--- DATASET EXTRACT Enclosed Below ---

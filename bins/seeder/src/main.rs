//! Database seeder for Tally development and testing.
//!
//! Seeds a small chart of accounts and posts a month of sample entries
//! through the ledger engine, then logs the resulting trial balance.
//! Running it against an already seeded database is a no-op. Engine
//! errors are classified through `AppError`; retryable ones (lock
//! timeouts, serialization conflicts) are retried a few times.
//!
//! Usage: cargo run --bin seeder

use std::collections::HashMap;
use std::sync::Arc;
use std::time::Duration;

use anyhow::{Context, Result};
use chrono::NaiveDate;
use rust_decimal::Decimal;
use rust_decimal_macros::dec;
use tally_core::LedgerEngine;
use tally_core::accounts::{AccountType, CreateAccountInput};
use tally_core::ledger::{CreateEntryInput, JournalLineInput};
use tally_db::PgLedgerStore;
use tally_shared::types::{AccountId, ActorId, JournalEntryId};
use tally_shared::{AppConfig, AppError};
use tracing::{error, info, warn};
use tracing_subscriber::{layer::SubscriberExt, util::SubscriberInitExt};

type Engine = LedgerEngine<PgLedgerStore>;

const MAX_POST_ATTEMPTS: u32 = 3;
const RETRY_BACKOFF: Duration = Duration::from_millis(50);

/// (code, name, type, parent code)
const CHART: &[(&str, &str, AccountType, Option<&str>)] = &[
    ("1000", "Assets", AccountType::Asset, None),
    ("1010", "Cash on hand", AccountType::Asset, Some("1000")),
    ("1020", "Operating bank account", AccountType::Asset, Some("1000")),
    ("1200", "Accounts receivable", AccountType::Asset, Some("1000")),
    ("2000", "Liabilities", AccountType::Liability, None),
    ("2100", "Accounts payable", AccountType::Liability, Some("2000")),
    ("3000", "Equity", AccountType::Equity, None),
    ("3100", "Owner capital", AccountType::Equity, Some("3000")),
    ("4000", "Revenue", AccountType::Revenue, None),
    ("4100", "Consulting revenue", AccountType::Revenue, Some("4000")),
    ("5000", "Expenses", AccountType::Expense, None),
    ("5100", "Office rent", AccountType::Expense, Some("5000")),
    ("5200", "Software subscriptions", AccountType::Expense, Some("5000")),
];

/// (day of month, reference, description, debit code, credit code, amount)
const SAMPLE_ENTRIES: &[(u32, &str, &str, &str, &str, Decimal)] = &[
    (1, "CAP-001", "Initial owner contribution", "1020", "3100", dec!(50000)),
    (3, "RENT-2026-01", "January office rent", "5100", "1020", dec!(2500)),
    (8, "INV-1001", "Consulting engagement, phase 1", "1200", "4100", dec!(12000)),
    (15, "BILL-311", "Design tool subscription", "5200", "2100", dec!(480)),
    (20, "RCPT-1001", "Payment received for INV-1001", "1020", "1200", dec!(8000)),
    (22, "PETTY-01", "Petty cash float", "1010", "1020", dec!(300)),
    (28, "PAY-311", "Settle BILL-311", "2100", "1020", dec!(480)),
];

#[tokio::main]
async fn main() -> Result<()> {
    dotenvy::dotenv().ok();

    tracing_subscriber::registry()
        .with(
            tracing_subscriber::EnvFilter::try_from_default_env()
                .unwrap_or_else(|_| "tally=debug".into()),
        )
        .with(tracing_subscriber::fmt::layer())
        .init();

    let config = AppConfig::load().context("Failed to load configuration")?;
    let db = tally_db::connect(&config.database)
        .await
        .context("Failed to connect to database")?;
    let engine = LedgerEngine::new(Arc::new(PgLedgerStore::new(db)), config.ledger);
    let actor = ActorId::new();

    if !engine.list_accounts().await?.is_empty() {
        info!("Chart of accounts already present, skipping seed");
        return Ok(());
    }

    info!("Seeding chart of accounts...");
    let accounts = seed_chart(&engine, actor).await?;

    info!("Posting sample entries...");
    seed_entries(&engine, &accounts, actor).await?;

    let as_of = january(31)?;
    let trial_balance = engine.trial_balance(as_of).await?;
    info!(
        rows = trial_balance.rows.len(),
        debit = %trial_balance.totals.total_debit,
        credit = %trial_balance.totals.total_credit,
        "Trial balance as of {as_of}"
    );
    let balance_sheet = engine.balance_sheet(as_of).await?;
    info!(
        assets = %balance_sheet.total_assets,
        liabilities_and_equity = %balance_sheet.liabilities_and_equity,
        current_earnings = %balance_sheet.current_earnings,
        "Balance sheet as of {as_of}"
    );

    info!("Seeding complete!");
    Ok(())
}

fn january(day: u32) -> Result<NaiveDate> {
    NaiveDate::from_ymd_opt(2026, 1, day).with_context(|| format!("invalid day {day}"))
}

/// Creates the chart in order; parents precede their children.
async fn seed_chart(engine: &Engine, actor: ActorId) -> Result<HashMap<&'static str, AccountId>> {
    let mut ids = HashMap::new();
    for &(code, name, account_type, parent) in CHART {
        let mut input = CreateAccountInput::new(code, name, account_type, "USD");
        if let Some(parent_code) = parent {
            let parent_id = ids
                .get(parent_code)
                .copied()
                .with_context(|| format!("parent {parent_code} not seeded before {code}"))?;
            input = input.with_parent(parent_id);
        }
        let account = engine
            .create_account(input, actor)
            .await
            .with_context(|| format!("Failed to create account {code}"))?;
        ids.insert(code, account.id);
    }
    Ok(ids)
}

async fn seed_entries(
    engine: &Engine,
    accounts: &HashMap<&'static str, AccountId>,
    actor: ActorId,
) -> Result<()> {
    let account = |code: &str| {
        accounts
            .get(code)
            .copied()
            .with_context(|| format!("unknown account code {code}"))
    };

    for &(day, reference, description, debit, credit, amount) in SAMPLE_ENTRIES {
        let input = CreateEntryInput {
            entry_date: january(day)?,
            reference: reference.to_string(),
            description: description.to_string(),
            lines: vec![
                JournalLineInput::debit(account(debit)?, amount),
                JournalLineInput::credit(account(credit)?, amount),
            ],
        };
        let draft = engine
            .create_entry(input, actor)
            .await
            .map_err(|err| report(AppError::from(err), reference))
            .with_context(|| format!("Failed to draft {reference}"))?;
        post_with_retry(engine, draft.id, actor)
            .await
            .map_err(|err| report(err, reference))
            .with_context(|| format!("Failed to post {reference}"))?;
    }
    Ok(())
}

async fn post_with_retry(
    engine: &Engine,
    id: JournalEntryId,
    actor: ActorId,
) -> Result<(), AppError> {
    let mut attempt = 1;
    loop {
        match engine.post_entry(id, actor).await {
            Ok(_) => return Ok(()),
            Err(err) => {
                let err = AppError::from(err);
                if !should_retry(&err, attempt) {
                    return Err(err);
                }
                warn!(
                    entry_id = %id,
                    attempt,
                    error_code = err.error_code(),
                    "Posting failed, retrying: {err}"
                );
                tokio::time::sleep(RETRY_BACKOFF * attempt).await;
                attempt += 1;
            }
        }
    }
}

fn should_retry(err: &AppError, attempt: u32) -> bool {
    err.is_retryable() && attempt < MAX_POST_ATTEMPTS
}

fn report(err: AppError, reference: &str) -> AppError {
    if err.is_internal() {
        error!(reference, error_code = err.error_code(), "Seeding failed: {err}");
    } else {
        warn!(reference, error_code = err.error_code(), "Seed entry rejected: {err}");
    }
    err
}

#[cfg(test)]
mod tests {
    use super::*;
    use tally_core::LedgerError;

    #[test]
    fn test_only_concurrency_failures_are_retried() {
        let timeout = AppError::from(LedgerError::PostingTimeout { timeout_ms: 5000 });
        assert!(should_retry(&timeout, 1));
        assert!(should_retry(&AppError::from(LedgerError::ConcurrentModification), 2));
        assert!(!should_retry(&timeout, MAX_POST_ATTEMPTS));

        let posted = AppError::from(LedgerError::AlreadyPosted(JournalEntryId::new()));
        assert!(!should_retry(&posted, 1));
        assert_eq!(posted.error_code(), "STATE_ERROR");
    }
}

--- End of Enclosed DATASET EXTRACT ---

EXERCISE DIRECTIONS
All that is wanted is a faithful reproduction of the line above with "use rust_decimal::Decimal;", the line with "type Engine = LedgerEngine<PgLedgerStore>;", and every line in between.

RESULT OF THE TASK
use rust_decimal::Decimal;
use rust_decimal_macros::dec;
use tally_core::LedgerEngine;
use tally_core::accounts::{AccountType, CreateAccountInput};
use tally_core::ledger::{CreateEntryInput, JournalLineInput};
use tally_db::PgLedgerStore;
use tally_shared::types::{AccountId, ActorId, JournalEntryId};
use tally_shared::{AppConfig, AppError};
use tracing::{error, info, warn};
use tracing_subscriber::{layer::SubscriberExt, util::SubscriberInitExt};

type Engine = LedgerEngine<PgLedgerStore>;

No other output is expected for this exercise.